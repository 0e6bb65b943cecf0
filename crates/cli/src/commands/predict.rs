//! Price prediction command

use anyhow::Result;
use colored::Colorize;
use tabled::Tabled;

use crate::client::{ApiClient, PredictRequest};
use crate::output::{format_price, print_json, print_success, OutputFormat};

/// Row for the prediction table
#[derive(Tabled)]
struct PredictionRow {
    #[tabled(rename = "City")]
    city: String,
    #[tabled(rename = "Type")]
    type_local: String,
    #[tabled(rename = "Surface")]
    surface: String,
    #[tabled(rename = "Rooms")]
    pieces: u32,
    #[tabled(rename = "Estimate")]
    estimate: String,
    #[tabled(rename = "Model")]
    model: String,
}

/// Request an estimate and print it
pub async fn predict(
    client: &ApiClient,
    city: &str,
    request: PredictRequest,
    format: OutputFormat,
) -> Result<()> {
    let result = client.predict(city, &request).await?;

    match format {
        OutputFormat::Json => print_json(&result)?,
        OutputFormat::Table => {
            print_success(&format!(
                "Estimated {} for {}",
                format_price(result.prix_m2_estime).bold(),
                result.ville_modele.cyan()
            ));

            let rows = vec![PredictionRow {
                city: result.ville_modele.clone(),
                type_local: request.type_local.clone(),
                surface: format!("{} m²", request.surface_bati),
                pieces: request.nombre_pieces,
                estimate: format_price(result.prix_m2_estime),
                model: result.model.clone(),
            }];
            let table = tabled::Table::new(rows)
                .with(tabled::settings::Style::rounded())
                .to_string();
            println!("{}", table);
            println!(
                "Total estimate: {}",
                format!("{:.0} €", result.prix_m2_estime * request.surface_bati).bold()
            );
        }
    }

    Ok(())
}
----------------
**Exercise:**
The complete material above is to be retyped word for word.

**Output of the exercise:**
repository 0e6bb65b943cecf0
filename crates/cli/src/commands/predict.rs
//! Price prediction command

use anyhow::Result;
use colored::Colorize;
use tabled::Tabled;

use crate::client::{ApiClient, PredictRequest};
use crate::output::{format_price, print_json, print_success, OutputFormat};

/// Row for the prediction table
#[derive(Tabled)]
struct PredictionRow {
    #[tabled(rename = "City")]
    city: String,
    #[tabled(rename = "Type")]
    type_local: String,
    #[tabled(rename = "Surface")]
    surface: String,
    #[tabled(rename = "Rooms")]
    pieces: u32,
    #[tabled(rename = "Estimate")]
    estimate: String,
    #[tabled(rename = "Model")]
    model: String,
}

/// Request an estimate and print it
pub async fn predict(
    client: &ApiClient,
    city: &str,
    request: PredictRequest,
    format: OutputFormat,
) -> Result<()> {
    let result = client.predict(city, &request).await?;

    match format {
        OutputFormat::Json => print_json(&result)?,
        OutputFormat::Table => {
            print_success(&format!(
                "Estimated {} for {}",
                format_price(result.prix_m2_estime).bold(),
                result.ville_modele.cyan()
            ));

            let rows = vec![PredictionRow {
                city: result.ville_modele.clone(),
                type_local: request.type_local.clone(),
                surface: format!("{} m²", request.surface_bati),
                pieces: request.nombre_pieces,
                estimate: format_price(result.prix_m2_estime),
                model: result.model.clone(),
            }];
            let table = tabled::Table::new(rows)
                .with(tabled::settings::Style::rounded())
                .to_string();
            println!("{}", table);
            println!(
                "Total estimate: {}",
                format!("{:.0} €", result.prix_m2_estime * request.surface_bati).bold()
            );
        }
    }

    Ok(())
}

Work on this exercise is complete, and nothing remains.